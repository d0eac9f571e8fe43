//! Locally-owned resource records and the store that holds them

use std::collections::HashMap;
use std::fmt;

use async_trait::async_trait;
use chrono::{DateTime, Utc};
use parking_lot::RwLock;
use rand::seq::SliceRandom;
use serde::{Deserialize, Serialize};
use serde_json::Value;
use uuid::Uuid;

use crate::error::{CellError, Result};

/// Identifier of a locally-owned resource (an instance UUID)
#[derive(Debug, Clone, Copy, PartialEq, Eq, Hash, PartialOrd, Ord, Serialize, Deserialize)]
#[serde(transparent)]
pub struct ResourceId(Uuid);

impl ResourceId {
    pub fn new() -> Self {
        Self(Uuid::new_v4())
    }
}

impl Default for ResourceId {
    fn default() -> Self {
        Self::new()
    }
}

impl fmt::Display for ResourceId {
    fn fmt(&self, f: &mut fmt::Formatter<'_>) -> fmt::Result {
        self.0.fmt(f)
    }
}

/// A locally-owned resource as published upward
#[derive(Debug, Clone, PartialEq, Serialize, Deserialize)]
pub struct ResourceRecord {
    pub id: ResourceId,
    /// Soft-deleted records are published as destroys
    pub deleted: bool,
    /// Last time anything about the record changed
    pub updated_at: DateTime<Utc>,
    /// Owning project, used to scope forced syncs
    #[serde(default, skip_serializing_if = "Option::is_none")]
    pub project_id: Option<String>,
    /// Everything else the parent needs to mirror the record
    #[serde(default)]
    pub payload: Value,
}

impl ResourceRecord {
    pub fn new(id: ResourceId, updated_at: DateTime<Utc>) -> Self {
        Self {
            id,
            deleted: false,
            updated_at,
            project_id: None,
            payload: Value::Null,
        }
    }

    pub fn with_deleted(mut self, deleted: bool) -> Self {
        self.deleted = deleted;
        self
    }

    pub fn with_project(mut self, project_id: impl Into<String>) -> Self {
        self.project_id = Some(project_id.into());
        self
    }
}

/// Filter for [`RecordStore::list_resources_needing_sync`]
#[derive(Debug, Clone, Default, PartialEq, Serialize, Deserialize)]
pub struct SyncQuery {
    /// Only records changed strictly after this instant
    pub updated_since: Option<DateTime<Utc>>,
    /// Only records owned by this project
    pub project_id: Option<String>,
    /// Include soft-deleted records
    pub include_deleted: bool,
    /// Return ids in random order
    pub shuffle: bool,
}

impl SyncQuery {
    /// The query the reconciliation cursor issues on refill
    pub fn reconciliation(updated_since: Option<DateTime<Utc>>) -> Self {
        Self {
            updated_since,
            project_id: None,
            include_deleted: true,
            shuffle: true,
        }
    }

    fn matches(&self, record: &ResourceRecord) -> bool {
        if let Some(since) = self.updated_since {
            if record.updated_at <= since {
                return false;
            }
        }
        if let Some(project) = &self.project_id {
            if record.project_id.as_ref() != Some(project) {
                return false;
            }
        }
        self.include_deleted || !record.deleted
    }
}

/// Database of locally-owned resources
#[async_trait]
pub trait RecordStore: Send + Sync {
    /// Identifiers of resources that should be re-published upward
    async fn list_resources_needing_sync(&self, query: &SyncQuery) -> Result<Vec<ResourceId>>;

    /// Fetch one record, deleted ones included; `ResourceNotFound` if absent
    async fn get_resource(&self, id: &ResourceId) -> Result<ResourceRecord>;
}

/// Record store kept in process memory
#[derive(Default)]
pub struct InMemoryRecordStore {
    records: RwLock<HashMap<ResourceId, ResourceRecord>>,
}

impl InMemoryRecordStore {
    pub fn new() -> Self {
        Self::default()
    }

    /// Insert or replace a record
    pub fn upsert(&self, record: ResourceRecord) {
        self.records.write().insert(record.id, record);
    }

    /// Hard-delete a record
    pub fn remove(&self, id: &ResourceId) -> Option<ResourceRecord> {
        self.records.write().remove(id)
    }

    pub fn len(&self) -> usize {
        self.records.read().len()
    }

    pub fn is_empty(&self) -> bool {
        self.records.read().is_empty()
    }
}

#[async_trait]
impl RecordStore for InMemoryRecordStore {
    async fn list_resources_needing_sync(&self, query: &SyncQuery) -> Result<Vec<ResourceId>> {
        let mut ids: Vec<ResourceId> = {
            let records = self.records.read();
            let mut matching: Vec<&ResourceRecord> =
                records.values().filter(|r| query.matches(r)).collect();
            matching.sort_by_key(|r| (r.updated_at, r.id));
            matching.into_iter().map(|r| r.id).collect()
        };
        if query.shuffle {
            ids.shuffle(&mut rand::thread_rng());
        }
        Ok(ids)
    }

    async fn get_resource(&self, id: &ResourceId) -> Result<ResourceRecord> {
        self.records
            .read()
            .get(id)
            .cloned()
            .ok_or(CellError::ResourceNotFound(*id))
    }
}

------------------------------------------------------------------------

ACTIVITY: Write all the data out again, word for word.

ANSWER TO THIS TASK:
repository d0eac9f571e8fe43
//! Locally-owned resource records and the store that holds them

use std::collections::HashMap;
use std::fmt;

use async_trait::async_trait;
use chrono::{DateTime, Utc};
use parking_lot::RwLock;
use rand::seq::SliceRandom;
use serde::{Deserialize, Serialize};
use serde_json::Value;
use uuid::Uuid;

use crate::error::{CellError, Result};

/// Identifier of a locally-owned resource (an instance UUID)
#[derive(Debug, Clone, Copy, PartialEq, Eq, Hash, PartialOrd, Ord, Serialize, Deserialize)]
#[serde(transparent)]
pub struct ResourceId(Uuid);

impl ResourceId {
    pub fn new() -> Self {
        Self(Uuid::new_v4())
    }
}

impl Default for ResourceId {
    fn default() -> Self {
        Self::new()
    }
}

impl fmt::Display for ResourceId {
    fn fmt(&self, f: &mut fmt::Formatter<'_>) -> fmt::Result {
        self.0.fmt(f)
    }
}

/// A locally-owned resource as published upward
#[derive(Debug, Clone, PartialEq, Serialize, Deserialize)]
pub struct ResourceRecord {
    pub id: ResourceId,
    /// Soft-deleted records are published as destroys
    pub deleted: bool,
    /// Last time anything about the record changed
    pub updated_at: DateTime<Utc>,
    /// Owning project, used to scope forced syncs
    #[serde(default, skip_serializing_if = "Option::is_none")]
    pub project_id: Option<String>,
    /// Everything else the parent needs to mirror the record
    #[serde(default)]
    pub payload: Value,
}

impl ResourceRecord {
    pub fn new(id: ResourceId, updated_at: DateTime<Utc>) -> Self {
        Self {
            id,
            deleted: false,
            updated_at,
            project_id: None,
            payload: Value::Null,
        }
    }

    pub fn with_deleted(mut self, deleted: bool) -> Self {
        self.deleted = deleted;
        self
    }

    pub fn with_project(mut self, project_id: impl Into<String>) -> Self {
        self.project_id = Some(project_id.into());
        self
    }
}

/// Filter for [`RecordStore::list_resources_needing_sync`]
#[derive(Debug, Clone, Default, PartialEq, Serialize, Deserialize)]
pub struct SyncQuery {
    /// Only records changed strictly after this instant
    pub updated_since: Option<DateTime<Utc>>,
    /// Only records owned by this project
    pub project_id: Option<String>,
    /// Include soft-deleted records
    pub include_deleted: bool,
    /// Return ids in random order
    pub shuffle: bool,
}

impl SyncQuery {
    /// The query the reconciliation cursor issues on refill
    pub fn reconciliation(updated_since: Option<DateTime<Utc>>) -> Self {
        Self {
            updated_since,
            project_id: None,
            include_deleted: true,
            shuffle: true,
        }
    }

    fn matches(&self, record: &ResourceRecord) -> bool {
        if let Some(since) = self.updated_since {
            if record.updated_at <= since {
                return false;
            }
        }
        if let Some(project) = &self.project_id {
            if record.project_id.as_ref() != Some(project) {
                return false;
            }
        }
        self.include_deleted || !record.deleted
    }
}

/// Database of locally-owned resources
#[async_trait]
pub trait RecordStore: Send + Sync {
    /// Identifiers of resources that should be re-published upward
    async fn list_resources_needing_sync(&self, query: &SyncQuery) -> Result<Vec<ResourceId>>;

    /// Fetch one record, deleted ones included; `ResourceNotFound` if absent
    async fn get_resource(&self, id: &ResourceId) -> Result<ResourceRecord>;
}

/// Record store kept in process memory
#[derive(Default)]
pub struct InMemoryRecordStore {
    records: RwLock<HashMap<ResourceId, ResourceRecord>>,
}

impl InMemoryRecordStore {
    pub fn new() -> Self {
        Self::default()
    }

    /// Insert or replace a record
    pub fn upsert(&self, record: ResourceRecord) {
        self.records.write().insert(record.id, record);
    }

    /// Hard-delete a record
    pub fn remove(&self, id: &ResourceId) -> Option<ResourceRecord> {
        self.records.write().remove(id)
    }

    pub fn len(&self) -> usize {
        self.records.read().len()
    }

    pub fn is_empty(&self) -> bool {
        self.records.read().is_empty()
    }
}

#[async_trait]
impl RecordStore for InMemoryRecordStore {
    async fn list_resources_needing_sync(&self, query: &SyncQuery) -> Result<Vec<ResourceId>> {
        let mut ids: Vec<ResourceId> = {
            let records = self.records.read();
            let mut matching: Vec<&ResourceRecord> =
                records.values().filter(|r| query.matches(r)).collect();
            matching.sort_by_key(|r| (r.updated_at, r.id));
            matching.into_iter().map(|r| r.id).collect()
        };
        if query.shuffle {
            ids.shuffle(&mut rand::thread_rng());
        }
        Ok(ids)
    }

    async fn get_resource(&self, id: &ResourceId) -> Result<ResourceRecord> {
        self.records
            .read()
            .get(id)
            .cloned()
            .ok_or(CellError::ResourceNotFound(*id))
    }
}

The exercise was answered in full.